The Electoral Commission ran Microsoft Exchange Server on IP 167.98.206.41 (found by TechCrunch) — this was online until later in 2022, at which point it dropped offline. According to the Electoral Commission’s advisory, they became aware of the incident in October 2022.

Here we see, via Shodan.io, the server was still available in late September 2022 — afterwards, it stopped responding, and still isn’t online now.

Source: Shodan

We can see the version of Microsoft Exchange Server in the data — 15.1.2507.12. This corresponds to Exchange Server 2016, last security updated in August 2022:

Source: Microsoft

To be clear, this means the Electoral Commission (or their IT supplier) did the right thing — they were applying security patches quickly during this time in 2022. 2021 data isn’t available, so it is unknown how well they were patching prior during the ProxyShell and ProxyLogon Microsoft Exchange vulnerabilities.

However, something was wrong.

Around this time, in late September 2022, a vulnerability chain dropped as a zero day called ProxyNotShell, as I documented here:

At the time Microsoft released temporary mitigations rather than a security patch — it took until November 2022 for a security update to appear to fully resolve the problem. This was a significant delay. In the meantime, the security mitigations Microsoft provided were repeatedly bypassed, as visible in my writeup linked above.

The Electoral Commission was running Exchange Server in this configuration during the main incident timeline. They were vulnerable to ProxyNotShell attacks. ProxyNotShell allows remote code execution on their Exchange email server, or in other words complete compromise of their network (Exchange Server runs with highly privileged Active Directory accounts by default).

This lead to several big security breaches. For example, the Rackspace Hosted Exchange hack — which was so bad it caused Rackspace to abandon the platform and customers.

As I wrote at the time:

Rackspace directly confirmed it was ProxyNotShell months after my blog post, saying they were relying on Microsoft’s supplied mitigations.

Key learnings

  • Microsoft needs to ship security patches for Microsoft Exchange Server faster.
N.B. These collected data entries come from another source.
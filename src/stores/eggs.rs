use crate::content::EasterEgg;
use crate::utils::sync::lock;
use std::sync::Mutex;

/// Easter-egg strip: which quote, if any, is showing
pub struct EggBoard {
    eggs: &'static [EasterEgg],
    message: Mutex<Option<&'static str>>,
}

impl EggBoard {
    pub fn new(eggs: &'static [EasterEgg]) -> Self {
        Self {
            eggs,
            message: Mutex::new(None),
        }
    }

    pub fn eggs(&self) -> &'static [EasterEgg] {
        self.eggs
    }

    /// Show the quote of egg `index`. Out-of-range leaves the message as is.
    pub fn select(&self, index: usize) -> Option<&'static EasterEgg> {
        let egg = self.eggs.get(index)?;
        *lock(&self.message) = Some(egg.quote);
        Some(egg)
    }

    pub fn message(&self) -> Option<&'static str> {
        *lock(&self.message)
    }
}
It needs some kind of emergency patch pipeline.
  • Temporary mitigations are good, but should not be relied on for months for highly attacked systems used by governments etc.
  • If you present Microsoft Exchange Server to the internet — particularly OWA (Outlook Web App) I would strongly suggest being very aware the system will get targeted, and implement enhanced security monitoring and containment to limit threat actor access.
  • Consider migrating email hosting to something like Google Workspace if you cannot resource the above.